- Opening Delimiter -
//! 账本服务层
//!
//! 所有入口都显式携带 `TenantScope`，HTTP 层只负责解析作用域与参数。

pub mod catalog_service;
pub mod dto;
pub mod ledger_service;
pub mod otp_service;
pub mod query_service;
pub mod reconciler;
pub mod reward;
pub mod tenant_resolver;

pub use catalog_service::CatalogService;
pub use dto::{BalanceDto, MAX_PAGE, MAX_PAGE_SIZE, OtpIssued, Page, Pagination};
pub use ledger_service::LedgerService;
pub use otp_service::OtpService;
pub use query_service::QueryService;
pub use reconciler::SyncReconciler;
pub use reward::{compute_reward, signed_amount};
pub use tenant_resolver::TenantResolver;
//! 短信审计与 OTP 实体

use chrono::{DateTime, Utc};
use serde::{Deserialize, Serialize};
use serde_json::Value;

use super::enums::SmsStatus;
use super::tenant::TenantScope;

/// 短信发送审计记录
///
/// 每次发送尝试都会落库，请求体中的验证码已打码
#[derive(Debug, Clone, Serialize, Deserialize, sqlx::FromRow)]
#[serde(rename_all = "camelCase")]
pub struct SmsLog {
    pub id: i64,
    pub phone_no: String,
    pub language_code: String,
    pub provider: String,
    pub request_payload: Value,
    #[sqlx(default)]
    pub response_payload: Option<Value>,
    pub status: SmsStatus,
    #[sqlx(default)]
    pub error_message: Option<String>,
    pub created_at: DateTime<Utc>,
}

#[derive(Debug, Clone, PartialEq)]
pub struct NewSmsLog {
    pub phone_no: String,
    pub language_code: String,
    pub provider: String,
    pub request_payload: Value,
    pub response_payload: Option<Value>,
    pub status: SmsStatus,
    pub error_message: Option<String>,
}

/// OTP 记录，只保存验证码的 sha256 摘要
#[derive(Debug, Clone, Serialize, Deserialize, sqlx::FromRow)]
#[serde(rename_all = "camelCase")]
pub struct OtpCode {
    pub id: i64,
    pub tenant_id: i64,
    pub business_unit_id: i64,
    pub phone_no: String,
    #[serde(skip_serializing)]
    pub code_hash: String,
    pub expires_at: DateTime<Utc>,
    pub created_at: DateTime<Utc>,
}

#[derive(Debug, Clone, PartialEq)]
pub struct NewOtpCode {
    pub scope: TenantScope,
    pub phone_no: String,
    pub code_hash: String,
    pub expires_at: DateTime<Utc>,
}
- Closing Delimiter -
• [WHAT YOU SHOULD DO]: Without leaving anything out, transcribe the records above exactly.

• [ANSWER TO THE PROBLEM]:
//! 账本服务层
//!
//! 所有入口都显式携带 `TenantScope`，HTTP 层只负责解析作用域与参数。

pub mod catalog_service;
pub mod dto;
pub mod ledger_service;
pub mod otp_service;
pub mod query_service;
pub mod reconciler;
pub mod reward;
pub mod tenant_resolver;

pub use catalog_service::CatalogService;
pub use dto::{BalanceDto, MAX_PAGE, MAX_PAGE_SIZE, OtpIssued, Page, Pagination};
pub use ledger_service::LedgerService;
pub use otp_service::OtpService;
pub use query_service::QueryService;
pub use reconciler::SyncReconciler;
pub use reward::{compute_reward, signed_amount};
pub use tenant_resolver::TenantResolver;
//! 短信审计与 OTP 实体

use chrono::{DateTime, Utc};
use serde::{Deserialize, Serialize};
use serde_json::Value;

use super::enums::SmsStatus;
use super::tenant::TenantScope;

/// 短信发送审计记录
///
/// 每次发送尝试都会落库，请求体中的验证码已打码
#[derive(Debug, Clone, Serialize, Deserialize, sqlx::FromRow)]
#[serde(rename_all = "camelCase")]
pub struct SmsLog {
    pub id: i64,
    pub phone_no: String,
    pub language_code: String,
    pub provider: String,
    pub request_payload: Value,
    #[sqlx(default)]
    pub response_payload: Option<Value>,
    pub status: SmsStatus,
    #[sqlx(default)]
    pub error_message: Option<String>,
    pub created_at: DateTime<Utc>,
}

#[derive(Debug, Clone, PartialEq)]
pub struct NewSmsLog {
    pub phone_no: String,
    pub language_code: String,
    pub provider: String,
    pub request_payload: Value,
    pub response_payload: Option<Value>,
    pub status: SmsStatus,
    pub error_message: Option<String>,
}

/// OTP 记录，只保存验证码的 sha256 摘要
#[derive(Debug, Clone, Serialize, Deserialize, sqlx::FromRow)]
#[serde(rename_all = "camelCase")]
pub struct OtpCode {
    pub id: i64,
    pub tenant_id: i64,
    pub business_unit_id: i64,
    pub phone_no: String,
    #[serde(skip_serializing)]
    pub code_hash: String,
    pub expires_at: DateTime<Utc>,
    pub created_at: DateTime<Utc>,
}

#[derive(Debug, Clone, PartialEq)]
pub struct NewOtpCode {
    pub scope: TenantScope,
    pub phone_no: String,
    pub code_hash: String,
    pub expires_at: DateTime<Utc>,
}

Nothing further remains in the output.